Out-Law News | 21 Feb 2019 | 4:17 pm | 2 min. read
In a 'no deal' Brexit the UK will become a 'third country' on 30 March and UK insurers and distributors will lose the right to conduct business freely in the EU. EIOPA has said that, in principle, insurance contracts concluded in the EU by UK insurers will remain valid once the UK becomes a third country. However, the insurers would no longer be authorised to carry out insurance activities with regard to these cross-border contracts.
EIOPA has advised national competent authorities (NCAs) in EU member states to allow for the orderly run-off of existing cross-border business in the event of a 'no deal' Brexit, with the appropriate supervision from the EU NCA. UK insurers who have not sought authorisation in an EU member state should not, however, be allowed to enter into new contracts, or renew or extend existing contracts.
EIOPA has also confirmed that any transfers of business from UK insurers to EU insurers which were initiated before Brexit, but which have not yet been finalised, will be allowed to proceed to conclusion.
The guidance (6-page / 320KB PDF) does not have automatic effect, but must now be implemented by the 27 individual EU NCAs. EIOPA's stated intention is to "foster supervisory convergence and ensur[e] consistent supervisory practices".

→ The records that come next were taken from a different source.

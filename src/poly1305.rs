// SPDX-License-Identifier: CC0-1.0

//! Poly1305 one-time message authenticator from RFC7539.
//!
//! Arithmetic follows the radix-2^26 layout of the
//! ["Donna"](https://github.com/floodyberry/poly1305-donna/blob/master/poly1305-donna-32.h)
//! implementation in C: the 130-bit accumulator and the clamped multiplier
//! each live in five 26-bit limbs so every product fits a u64 and carries
//! can be propagated lazily.
//!
//! The key is one-time: authenticating two different messages under the same
//! 32-byte key forfeits all security. Nothing here detects reuse.

/// Mask for a 26-bit limb.
const LIMB_MASK: u32 = 0x03ffffff;
/// Width of a limb in bits.
const LIMB_BITS: u32 = 26;
/// Messages are authenticated 16 bytes at a time.
const BLOCK_SIZE: usize = 16;

/// Poly1305 authenticator takes a 32-byte one-time key and a message and
/// produces a 16-byte tag.
///
/// The streaming interface may be fed the message across any number of
/// [`input`](Self::input) calls at arbitrary split points; the tag depends
/// only on the concatenated bytes. Trailing partial blocks are buffered, so
/// whether a block is the message's final block is decided once, at
/// [`tag`](Self::tag) time, never from an individual call's length.
pub struct Poly1305 {
    /// Clamped multiplier half of the key.
    r: Multiplier,
    /// Pad half of the key, added once at finalization.
    s: [u32; 4],
    /// Running accumulator.
    acc: Accumulator,
    /// Bytes of a not-yet-complete block.
    buffer: [u8; BLOCK_SIZE],
    /// Number of meaningful bytes in `buffer`, always below 16.
    buffered: usize,
}

impl Poly1305 {
    /// Initializes the authenticator with a 32-byte one-time secret key.
    pub const fn new(key: [u8; 32]) -> Self {
        Poly1305 {
            r: Multiplier::clamped(&key),
            s: [
                u32::from_le_bytes([key[16], key[17], key[18], key[19]]),
                u32::from_le_bytes([key[20], key[21], key[22], key[23]]),
                u32::from_le_bytes([key[24], key[25], key[26], key[27]]),
                u32::from_le_bytes([key[28], key[29], key[30], key[31]]),
            ],
            acc: Accumulator::ZERO,
            buffer: [0; BLOCK_SIZE],
            buffered: 0,
        }
    }

    /// Feeds message bytes into the authenticator.
    ///
    /// May be called any number of times, with slices of any length
    /// including zero. An empty slice leaves the state untouched.
    pub fn input(&mut self, message: &[u8]) {
        let mut message = message;

        // Top up a previously buffered partial block first.
        if self.buffered > 0 {
            let take = (BLOCK_SIZE - self.buffered).min(message.len());
            self.buffer[self.buffered..self.buffered + take].copy_from_slice(&message[..take]);
            self.buffered += take;
            message = &message[take..];

            if self.buffered < BLOCK_SIZE {
                return;
            }
            let block = self.buffer;
            self.absorb(&block);
            self.buffered = 0;
        }

        let mut chunks = message.chunks_exact(BLOCK_SIZE);
        for chunk in &mut chunks {
            self.absorb(chunk);
        }

        let rest = chunks.remainder();
        if !rest.is_empty() {
            self.buffer[..rest.len()].copy_from_slice(rest);
            self.buffered = rest.len();
        }
    }

    /// Generates the authentication tag, consuming the context.
    pub fn tag(mut self) -> [u8; 16] {
        // The true final block of the message, if short, is the one place
        // the terminal encoding (0x01 after the data instead of bit 128)
        // is applied.
        if self.buffered > 0 {
            self.acc.add(&Block::padded(&self.buffer[..self.buffered]));
            self.acc.mul_reduce(&self.r);
        }

        let a = self.acc.freeze();

        // tag = (h + s) mod 2^128
        let mut out = [0u8; 16];
        let mut word: u64 = 0;
        for i in 0..4 {
            word = (word >> 32) + a[i] as u64 + self.s[i] as u64;
            out[i * 4..(i + 1) * 4].copy_from_slice(&(word as u32).to_le_bytes());
        }
        out
    }

    /// Folds one complete 16-byte block into the accumulator.
    fn absorb(&mut self, block: &[u8]) {
        self.acc.add(&Block::padded(block));
        self.acc.mul_reduce(&self.r);
    }
}

/// Computes the tag for a whole message in one call.
///
/// Equivalent to [`Poly1305::new`] followed by one [`Poly1305::input`] of the
/// full message and [`Poly1305::tag`]. The `crypto_onetimeauth` operation.
pub fn authenticate(key: [u8; 32], message: &[u8]) -> [u8; 16] {
    let mut mac = Poly1305::new(key);
    mac.input(message);
    mac.tag()
}

/// The clamped `r` half of the key in five 26-bit limbs.
///
/// Immutable for the lifetime of a context.
struct Multiplier([u32; 5]);

impl Multiplier {
    /// Loads and clamps the first half of the key.
    ///
    /// RFC7539 clamping: bytes 3, 7, 11 and 15 keep only their low four
    /// bits, bytes 4, 8 and 12 drop their low two bits. The masks below
    /// apply that rule before the bits are split into limbs.
    const fn clamped(key: &[u8; 32]) -> Self {
        let w0 = u32::from_le_bytes([key[0], key[1], key[2], key[3] & 0x0f]);
        let w1 = u32::from_le_bytes([key[4] & 0xfc, key[5], key[6], key[7] & 0x0f]);
        let w2 = u32::from_le_bytes([key[8] & 0xfc, key[9], key[10], key[11] & 0x0f]);
        let w3 = u32::from_le_bytes([key[12] & 0xfc, key[13], key[14], key[15] & 0x0f]);

        Multiplier([
            w0 & LIMB_MASK,
            ((w0 >> 26) | (w1 << 6)) & LIMB_MASK,
            ((w1 >> 20) | (w2 << 12)) & LIMB_MASK,
            ((w2 >> 14) | (w3 << 18)) & LIMB_MASK,
            w3 >> 8,
        ])
    }
}

/// One message block encoded as a 130-bit value in five 26-bit limbs.
struct Block([u32; 5]);

impl Block {
    /// Encodes up to 16 message bytes with the RFC7539 padding rule.
    ///
    /// A 0x01 byte is appended directly after the data, zeros fill the rest.
    /// For a complete 16-byte block the appended byte lands on bit 128, the
    /// block-boundary marker; for the message's short final block it lands
    /// at bit 8·len, which is what makes trailing zeros of the message
    /// distinguishable from padding.
    fn padded(bytes: &[u8]) -> Self {
        debug_assert!(bytes.len() <= BLOCK_SIZE);
        let mut buf = [0u8; 17];
        buf[..bytes.len()].copy_from_slice(bytes);
        buf[bytes.len()] = 0x01;

        let m0 = u32::from_le_bytes([buf[0], buf[1], buf[2], buf[3]]);
        let m1 = u32::from_le_bytes([buf[3], buf[4], buf[5], buf[6]]);
        let m2 = u32::from_le_bytes([buf[6], buf[7], buf[8], buf[9]]);
        let m3 = u32::from_le_bytes([buf[9], buf[10], buf[11], buf[12]]);
        let m4 = u32::from_le_bytes([buf[12], buf[13], buf[14], buf[15]]);

        Block([
            m0 & LIMB_MASK,
            (m1 >> 2) & LIMB_MASK,
            (m2 >> 4) & LIMB_MASK,
            (m3 >> 6) & LIMB_MASK,
            (m4 >> 8) | ((buf[16] as u32) << 24),
        ])
    }
}

/// The 130-bit running accumulator `h` in five 26-bit limbs.
///
/// Limbs are kept partially reduced: below 2^26 plus a small carry after a
/// multiply, below 2^27 after a block has been added. All bounds stay far
/// from u32/u64 overflow, which the width analysis in the Donna sources
/// pins down.
#[derive(Clone, Copy)]
struct Accumulator([u32; 5]);

impl Accumulator {
    const ZERO: Self = Accumulator([0; 5]);

    /// h += block. No reduction; limb sums stay below 2^27.
    fn add(&mut self, block: &Block) {
        for (h, m) in self.0.iter_mut().zip(block.0.iter()) {
            *h += m;
        }
    }

    /// h = (h * r) mod 2^130 - 5.
    ///
    /// Schoolbook multiplication where limbs that overshoot 2^130 wrap
    /// around multiplied by 5, since 2^130 ≡ 5 (mod 2^130 - 5).
    fn mul_reduce(&mut self, r: &Multiplier) {
        let (h0, h1, h2, h3, h4) = (
            self.0[0] as u64,
            self.0[1] as u64,
            self.0[2] as u64,
            self.0[3] as u64,
            self.0[4] as u64,
        );
        let (r0, r1, r2, r3, r4) = (
            r.0[0] as u64,
            r.0[1] as u64,
            r.0[2] as u64,
            r.0[3] as u64,
            r.0[4] as u64,
        );
        let (x1, x2, x3, x4) = (r1 * 5, r2 * 5, r3 * 5, r4 * 5);

        let d0 = h0 * r0 + h1 * x4 + h2 * x3 + h3 * x2 + h4 * x1;
        let d1 = h0 * r1 + h1 * r0 + h2 * x4 + h3 * x3 + h4 * x2;
        let d2 = h0 * r2 + h1 * r1 + h2 * r0 + h3 * x4 + h4 * x3;
        let d3 = h0 * r3 + h1 * r2 + h2 * r1 + h3 * r0 + h4 * x4;
        let d4 = h0 * r4 + h1 * r3 + h2 * r2 + h3 * r1 + h4 * r0;

        let c = d0 >> LIMB_BITS;
        let d1 = d1 + c;
        let c = d1 >> LIMB_BITS;
        let d2 = d2 + c;
        let c = d2 >> LIMB_BITS;
        let d3 = d3 + c;
        let c = d3 >> LIMB_BITS;
        let d4 = d4 + c;
        let c = d4 >> LIMB_BITS;

        let mut h0 = (d0 as u32) & LIMB_MASK;
        let mut h1 = (d1 as u32) & LIMB_MASK;
        h0 += (c as u32) * 5;
        h1 += h0 >> LIMB_BITS;
        h0 &= LIMB_MASK;

        self.0 = [
            h0,
            h1,
            (d2 as u32) & LIMB_MASK,
            (d3 as u32) & LIMB_MASK,
            (d4 as u32) & LIMB_MASK,
        ];
    }

    /// Fully reduces modulo 2^130 - 5 and packs the canonical value into
    /// four 32-bit words.
    ///
    /// The final subtraction is selected by mask, not branch: both h and
    /// h - (2^130 - 5) are computed and the sign of the latter picks one.
    fn freeze(self) -> [u32; 4] {
        let [mut h0, mut h1, mut h2, mut h3, mut h4] = self.0;

        // Propagate carries so every limb holds 26 bits.
        let c = h1 >> LIMB_BITS;
        h1 &= LIMB_MASK;
        h2 += c;
        let c = h2 >> LIMB_BITS;
        h2 &= LIMB_MASK;
        h3 += c;
        let c = h3 >> LIMB_BITS;
        h3 &= LIMB_MASK;
        h4 += c;
        let c = h4 >> LIMB_BITS;
        h4 &= LIMB_MASK;
        h0 += c * 5;
        let c = h0 >> LIMB_BITS;
        h0 &= LIMB_MASK;
        h1 += c;

        // g = h + 5 - 2^130, valid exactly when h >= 2^130 - 5.
        let mut g0 = h0 + 5;
        let c = g0 >> LIMB_BITS;
        g0 &= LIMB_MASK;
        let mut g1 = h1 + c;
        let c = g1 >> LIMB_BITS;
        g1 &= LIMB_MASK;
        let mut g2 = h2 + c;
        let c = g2 >> LIMB_BITS;
        g2 &= LIMB_MASK;
        let mut g3 = h3 + c;
        let c = g3 >> LIMB_BITS;
        g3 &= LIMB_MASK;
        let g4 = h4.wrapping_add(c).wrapping_sub(1 << LIMB_BITS);

        // All ones when g did not underflow, i.e. when g is the answer.
        let mask = (g4 >> 31).wrapping_sub(1);
        h0 = (g0 & mask) | (h0 & !mask);
        h1 = (g1 & mask) | (h1 & !mask);
        h2 = (g2 & mask) | (h2 & !mask);
        h3 = (g3 & mask) | (h3 & !mask);
        h4 = (g4 & mask) | (h4 & !mask);

        [
            h0 | (h1 << 26),
            (h1 >> 6) | (h2 << 20),
            (h2 >> 12) | (h3 << 14),
            (h3 >> 18) | (h4 << 8),
        ]
    }
}

#[cfg(test)]
#[cfg(feature = "alloc")]
mod tests {
    use alloc::vec::Vec;

    use hex::prelude::*;

    use super::*;

    fn rfc7539_key() -> [u8; 32] {
        Vec::from_hex("85d6be7857556d337f4452fe42d506a80103808afb0db2fd4abff6af4149f51b")
            .unwrap()
            .as_slice()
            .try_into()
            .unwrap()
    }

    #[test]
    fn rfc7539_vector() {
        let mut poly = Poly1305::new(rfc7539_key());
        poly.input(b"Cryptographic Forum Research Group");
        assert_eq!("a8061dc1305136c6c22b8baf0c0127a9", poly.tag().to_lower_hex_string());
    }

    #[test]
    fn one_shot_matches_streaming() {
        let message = b"Cryptographic Forum Research Group";
        let mut poly = Poly1305::new(rfc7539_key());
        poly.input(message);
        assert_eq!(authenticate(rfc7539_key(), message), poly.tag());
    }

    #[test]
    fn chunking_invariance() {
        let message: Vec<u8> = (0u8..67).map(|i| i.wrapping_mul(37)).collect();
        let expected = authenticate(rfc7539_key(), &message);

        // Byte at a time.
        let mut poly = Poly1305::new(rfc7539_key());
        for byte in &message {
            poly.input(core::slice::from_ref(byte));
        }
        assert_eq!(expected, poly.tag());

        // Every split point.
        for split in 0..=message.len() {
            let mut poly = Poly1305::new(rfc7539_key());
            poly.input(&message[..split]);
            poly.input(&message[split..]);
            assert_eq!(expected, poly.tag(), "split at {}", split);
        }
    }

    #[test]
    fn sixteen_then_one_matches_seventeen() {
        let message: Vec<u8> = (0u8..17).collect();
        let expected = authenticate(rfc7539_key(), &message);

        let mut poly = Poly1305::new(rfc7539_key());
        poly.input(&message[..16]);
        poly.input(&message[16..]);
        assert_eq!(expected, poly.tag());
    }

    #[test]
    fn empty_input_is_a_noop() {
        let message = b"some bytes that do not align to the block size";
        let expected = authenticate(rfc7539_key(), message);

        let mut poly = Poly1305::new(rfc7539_key());
        poly.input(&[]);
        poly.input(&message[..20]);
        poly.input(&[]);
        poly.input(&message[20..]);
        poly.input(&[]);
        assert_eq!(expected, poly.tag());
    }

    #[test]
    fn exact_block_needs_no_padding() {
        // A 16-byte message and the same message zero-extended must not
        // collide; the terminal marker sits at bit 128 vs bit 136.
        let block = [0xabu8; 16];
        let mut extended = [0u8; 17];
        extended[..16].copy_from_slice(&block);

        assert_ne!(authenticate(rfc7539_key(), &block), authenticate(rfc7539_key(), &extended));
    }

    #[test]
    fn zero_r_tag_is_the_pad() {
        // With r clamped to zero the polynomial vanishes and the tag is s.
        let mut key = [0u8; 32];
        key[16..].copy_from_slice(&Vec::from_hex("36e5f6b5c5e06070f0efca96227a863e").unwrap());

        let tag = authenticate(key, b"Any submission to the IETF is considered a contribution");
        assert_eq!("36e5f6b5c5e06070f0efca96227a863e", tag.to_lower_hex_string());
    }

    #[test]
    fn freeze_reduces_canonically() {
        // 2^130 - 5 is congruent to zero.
        let acc = Accumulator([0x3fffffb, LIMB_MASK, LIMB_MASK, LIMB_MASK, LIMB_MASK]);
        assert_eq!([0u32; 4], acc.freeze());

        // 2^130 - 4 reduces to one.
        let acc = Accumulator([0x3fffffc, LIMB_MASK, LIMB_MASK, LIMB_MASK, LIMB_MASK]);
        assert_eq!([1, 0, 0, 0], acc.freeze());

        // Values below the modulus pass through.
        let acc = Accumulator([5, 0, 0, 0, 0]);
        assert_eq!([5, 0, 0, 0], acc.freeze());
    }

    #[test]
    fn accumulator_multiply_by_one() {
        // r = 1 turns each step into plain addition of blocks mod 2^130 - 5.
        let r = Multiplier([1, 0, 0, 0, 0]);
        let mut acc = Accumulator([7, 1, 0, 0, 0]);
        acc.mul_reduce(&r);
        assert_eq!([7, 1, 0, 0, 0], acc.0);
    }
}
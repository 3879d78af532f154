//! Normalisation and anchoring of solved layouts.
//!
//! Solvers place nodes around an arbitrary origin. [`normalize`] moves a
//! result so that its bounding box starts at (0, 0); [`anchor_to`] moves it so
//! that one chosen node lands on a given point, which is how nested container
//! layouts are pinned inside their container.

use log::debug;

use trellis_core::{
    geometry::{Bounds, Point},
    identifier::Id,
};

use super::placement::LayoutResult;

/// Returns the offset that moves `result` to start at the origin.
pub fn normalize_offset(result: &LayoutResult) -> Point {
    result
        .bounds()
        .map(|bounds| Point::new(-bounds.min_x(), -bounds.min_y()))
        .unwrap_or_default()
}

/// Translates `result` so that its bounding box starts at (0, 0).
///
/// Returns the translated result together with its bounds. An empty result
/// stays empty with zero bounds.
pub fn normalize(result: LayoutResult) -> (LayoutResult, Bounds) {
    let offset = normalize_offset(&result);
    let normalized = if offset.is_zero() {
        result
    } else {
        result.translated(offset)
    };
    let bounds = normalized.bounds().unwrap_or_default();
    (normalized, bounds)
}

/// Translates `result` so that `node` is placed with its top-left corner at
/// `target`.
///
/// Anchoring to a node the result does not contain leaves it untouched.
pub fn anchor_to(result: LayoutResult, node: Id, target: Point) -> LayoutResult {
    let Some(placement) = result.get(node) else {
        debug!(node_id:% = node; "Anchor node not in layout, leaving it in place");
        return result;
    };
    let offset = target.sub_point(placement.position());
    result.translated(offset)
}
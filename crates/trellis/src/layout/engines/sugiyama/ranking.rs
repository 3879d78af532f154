//! Longest-path layering.

use std::collections::VecDeque;

use petgraph::graph::NodeIndex;

use super::LayeredAdjacency;

/// Assigns every node the length of the longest path reaching it.
///
/// Sources sit on layer 0 and every edge of the acyclic graph advances at least
/// one layer. The result is indexed by node index.
pub(super) fn assign_layers(adjacency: &LayeredAdjacency) -> Vec<usize> {
    let count = adjacency.node_count();
    let mut layers = vec![0usize; count];
    let mut remaining: Vec<usize> = (0..count)
        .map(|i| adjacency.predecessors(NodeIndex::new(i)).len())
        .collect();

    let mut queue: VecDeque<NodeIndex> = (0..count)
        .filter(|&i| remaining[i] == 0)
        .map(NodeIndex::new)
        .collect();

    while let Some(node) = queue.pop_front() {
        for &successor in adjacency.successors(node) {
            let candidate = layers[node.index()] + 1;
            if candidate > layers[successor.index()] {
                layers[successor.index()] = candidate;
            }
            remaining[successor.index()] -= 1;
            if remaining[successor.index()] == 0 {
                queue.push_back(successor);
            }
        }
    }

    layers
}
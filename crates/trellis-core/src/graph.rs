//! Editor snapshot model.
//!
//! These are the types an editor hands to the layout engine: one immutable
//! snapshot of nodes, edges, container membership and the current viewport.
//! All of them (de)serialize with camelCase field names so a snapshot can be
//! passed as JSON straight from the canvas.
//!
//! # Example
//!
//! ```
//! use trellis_core::{
//!     geometry::Size,
//!     graph::{BranchDefinition, Edge, GraphSnapshot, Node, NodeRole},
//! };
//!
//! let nodes = vec![
//!     Node::new("start").with_role(NodeRole::Start),
//!     Node::new("check").with_role(NodeRole::Branch(
//!         BranchDefinition::new(["case-a"]).with_default_case("false"),
//!     )),
//!     Node::new("answer").with_size(Size::new(240.0, 120.0)),
//! ];
//! let edges = vec![
//!     Edge::new("e1", "start", "check"),
//!     Edge::new("e2", "check", "answer").with_source_port("case-a"),
//! ];
//!
//! let snapshot = GraphSnapshot::new(nodes, edges);
//! assert_eq!(snapshot.nodes().len(), 3);
//! ```

use serde::{Deserialize, Serialize};

use crate::{
    geometry::{Point, Size},
    identifier::Id,
};

/// Ordered branch definition of a mutually exclusive branching node.
///
/// `cases` lists the authored case handles in the order the author arranged them.
/// The optional `default_case` is the distinguished else/default handle; it is
/// always ordered after every explicit case, wherever it appears in `cases`.
#[derive(Debug, Clone, Default, PartialEq, Eq, Serialize, Deserialize)]
#[serde(rename_all = "camelCase")]
pub struct BranchDefinition {
    #[serde(default)]
    cases: Vec<String>,
    #[serde(default)]
    default_case: Option<String>,
}

impl BranchDefinition {
    /// Creates a definition from the authored case handles.
    pub fn new<I, S>(cases: I) -> Self
    where
        I: IntoIterator<Item = S>,
        S: Into<String>,
    {
        Self {
            cases: cases.into_iter().map(Into::into).collect(),
            default_case: None,
        }
    }

    /// Sets the default/else handle.
    pub fn with_default_case(mut self, handle: impl Into<String>) -> Self {
        self.default_case = Some(handle.into());
        self
    }

    /// Returns the authored case handles.
    pub fn cases(&self) -> &[String] {
        &self.cases
    }

    /// Returns the default/else handle, if the node has one.
    pub fn default_case(&self) -> Option<&str> {
        self.default_case.as_deref()
    }

    /// Returns true if `handle` is the default/else handle.
    pub fn is_default(&self, handle: &str) -> bool {
        self.default_case.as_deref() == Some(handle)
    }

    /// Returns the authored index of an explicit case.
    ///
    /// The default handle never resolves to an explicit index, even when it is
    /// also listed in `cases`.
    pub fn case_index(&self, handle: &str) -> Option<usize> {
        if self.is_default(handle) {
            return None;
        }
        self.cases
            .iter()
            .filter(|case| !self.is_default(case))
            .position(|case| case == handle)
    }
}

/// Role tag of a node.
///
/// The role decides how a node takes part in layout; it carries no visual
/// information.
#[derive(Debug, Clone, Default, PartialEq, Eq, Serialize, Deserialize)]
#[serde(tag = "kind", rename_all = "kebab-case")]
pub enum NodeRole {
    /// An ordinary placeable node.
    #[default]
    Step,

    /// The designated entry node of the whole graph.
    Start,

    /// A node whose outgoing edges are mutually exclusive branches.
    Branch(BranchDefinition),

    /// A loop/iteration node owning a nested sub-graph.
    Container,

    /// The designated entry node inside a container's sub-graph.
    ContainerEntry,

    /// A note-style node that is never laid out.
    Annotation,
}

/// A node of the workflow graph as the editor currently holds it.
#[derive(Debug, Clone, PartialEq, Serialize, Deserialize)]
#[serde(rename_all = "camelCase")]
pub struct Node {
    id: Id,
    #[serde(default)]
    size: Option<Size>,
    #[serde(default)]
    container: Option<Id>,
    #[serde(default)]
    role: NodeRole,
    /// Last rendered top-left position. Never used for placement.
    #[serde(default)]
    position: Option<Point>,
}

impl Node {
    /// Creates a step node with no size, container or previous position.
    pub fn new(id: impl Into<Id>) -> Self {
        Self {
            id: id.into(),
            size: None,
            container: None,
            role: NodeRole::Step,
            position: None,
        }
    }

    /// Sets the measured size of the node.
    pub fn with_size(mut self, size: Size) -> Self {
        self.size = Some(size);
        self
    }

    /// Places the node inside the given container.
    pub fn with_container(mut self, container: impl Into<Id>) -> Self {
        self.container = Some(container.into());
        self
    }

    /// Sets the role of the node.
    pub fn with_role(mut self, role: NodeRole) -> Self {
        self.role = role;
        self
    }

    /// Records the position the node was last rendered at.
    pub fn with_position(mut self, position: Point) -> Self {
        self.position = Some(position);
        self
    }

    pub fn id(&self) -> Id {
        self.id
    }

    pub fn size(&self) -> Option<Size> {
        self.size
    }

    pub fn container(&self) -> Option<Id> {
        self.container
    }

    pub fn role(&self) -> &NodeRole {
        &self.role
    }

    pub fn position(&self) -> Option<Point> {
        self.position
    }

    /// Returns the branch definition if this node branches.
    pub fn branch_definition(&self) -> Option<&BranchDefinition> {
        match &self.role {
            NodeRole::Branch(definition) => Some(definition),
            _ => None,
        }
    }

    /// Returns true if the node takes part in layout at all.
    pub fn is_placeable(&self) -> bool {
        !matches!(self.role, NodeRole::Annotation)
    }
}

/// A directed edge between two nodes.
#[derive(Debug, Clone, PartialEq, Eq, Serialize, Deserialize)]
#[serde(rename_all = "camelCase")]
pub struct Edge {
    id: Id,
    source: Id,
    target: Id,
    /// Branch handle on the source node.
    #[serde(default)]
    source_port: Option<String>,
    /// Editor-side flag that the edge lives inside a container.
    #[serde(default)]
    in_container: bool,
}

impl Edge {
    pub fn new(id: impl Into<Id>, source: impl Into<Id>, target: impl Into<Id>) -> Self {
        Self {
            id: id.into(),
            source: source.into(),
            target: target.into(),
            source_port: None,
            in_container: false,
        }
    }

    /// Sets the branch handle the edge leaves its source from.
    pub fn with_source_port(mut self, handle: impl Into<String>) -> Self {
        self.source_port = Some(handle.into());
        self
    }

    /// Sets the editor's container-membership flag.
    pub fn with_in_container(mut self, in_container: bool) -> Self {
        self.in_container = in_container;
        self
    }

    pub fn id(&self) -> Id {
        self.id
    }

    pub fn source(&self) -> Id {
        self.source
    }

    pub fn target(&self) -> Id {
        self.target
    }

    pub fn source_port(&self) -> Option<&str> {
        self.source_port.as_deref()
    }

    pub fn in_container(&self) -> bool {
        self.in_container
    }
}

/// Canvas pan and zoom.
///
/// `x`/`y` are the screen-space translation applied after scaling by `zoom`.
#[derive(Debug, Clone, Copy, PartialEq, Serialize, Deserialize)]
pub struct Viewport {
    x: f32,
    y: f32,
    zoom: f32,
}

impl Viewport {
    pub fn new(x: f32, y: f32, zoom: f32) -> Self {
        Self { x, y, zoom }
    }

    pub fn x(self) -> f32 {
        self.x
    }

    pub fn y(self) -> f32 {
        self.y
    }

    pub fn zoom(self) -> f32 {
        self.zoom
    }

    /// Returns the pan component as a point.
    pub fn pan(self) -> Point {
        Point::new(self.x, self.y)
    }

    /// Returns a viewport with the same zoom and a new pan.
    pub fn with_pan(self, pan: Point) -> Self {
        Self {
            x: pan.x(),
            y: pan.y(),
            zoom: self.zoom,
        }
    }
}

impl Default for Viewport {
    fn default() -> Self {
        Self::new(0.0, 0.0, 1.0)
    }
}

/// One immutable snapshot of the editor graph.
#[derive(Debug, Clone, Default, PartialEq, Serialize, Deserialize)]
#[serde(rename_all = "camelCase")]
pub struct GraphSnapshot {
    #[serde(default)]
    nodes: Vec<Node>,
    #[serde(default)]
    edges: Vec<Edge>,
    #[serde(default)]
    viewport: Option<Viewport>,
}

impl GraphSnapshot {
    pub fn new(nodes: Vec<Node>, edges: Vec<Edge>) -> Self {
        Self {
            nodes,
            edges,
            viewport: None,
        }
    }

    /// Attaches the viewport the canvas was showing when the snapshot was taken.
    pub fn with_viewport(mut self, viewport: Viewport) -> Self {
        self.viewport = Some(viewport);
        self
    }

    pub fn nodes(&self) -> &[Node] {
        &self.nodes
    }

    pub fn edges(&self) -> &[Edge] {
        &self.edges
    }

    pub fn viewport(&self) -> Option<Viewport> {
        self.viewport
    }
}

Insurance law expert Alexis Roberts of Pinsent Masons, the law firm behind Out-Law.com, said that the recommendations were "rightly focused on policyholder protection in the event of a 'no deal' Brexit".
"EIOPA cites 0.16% of insurance business in the EU27 as having no, or insufficient, contingency measures in place for the end of March 2019," he said. "While significant in terms of numbers of affected policyholders, this relatively low percentage is testament to the large amount of preparation work being carried out by UK insurers over the past 12-18 months."
"Affected policyholders will have peace of mind as the recommendations alleviate the possibility of a 'cliff-edge' scenario where UK insurance contracts become unserviceable. The orderly run-off process should be aided by the fact that, according to EIOPA, the remaining duration of liabilities for 76% of affected contracts is less than two years," he said.
The majority of UK or Gibraltar insurers have already begun implementing contingency measures to ensure that they can continue to service cross-border contracts should the UK leave the EU without a withdrawal agreement in place, according to EIOPA. As of November 2018, 124 UK and Gibraltar insurers, representing 9.1 million policyholders and €7.4 billion worth of liabilities, did not have sufficient contingency plans in place. However, most of this relates to low value, short-tail, non-life liabilities, with 76% of those contracts having less than two years left to run.
The EIOPA guidance contains nine recommendations designed to minimise the detriment to policyholders under these contracts, with a focus on orderly run-off and portfolio transfer. They also set out how NCA should deal with authorising third country branches, the lapse of authorisation, communications with policyholders and beneficiaries and cooperation with other NCAs. EIOPA intends to establish "cooperation platforms", to allow EU NCAs to exchange information relating to unauthorised cross-border insurance provision.
The guidance also sets out how NCAs should deal with life insurance contracts and pensions concluded between a UK insurer and a UK resident who has since moved to another EU member state. It confirms that, in this scenario, the NCA should "take into account... that the insurance contract was concluded in the United Kingdom and the UK insurance undertaking did not provide cross-border services for the EU27 for this contract".
"This guidance may assist many UK citizens retired abroad that have concerns about the ongoing service of their life insurance and pensions contracts," said Alexis Roberts.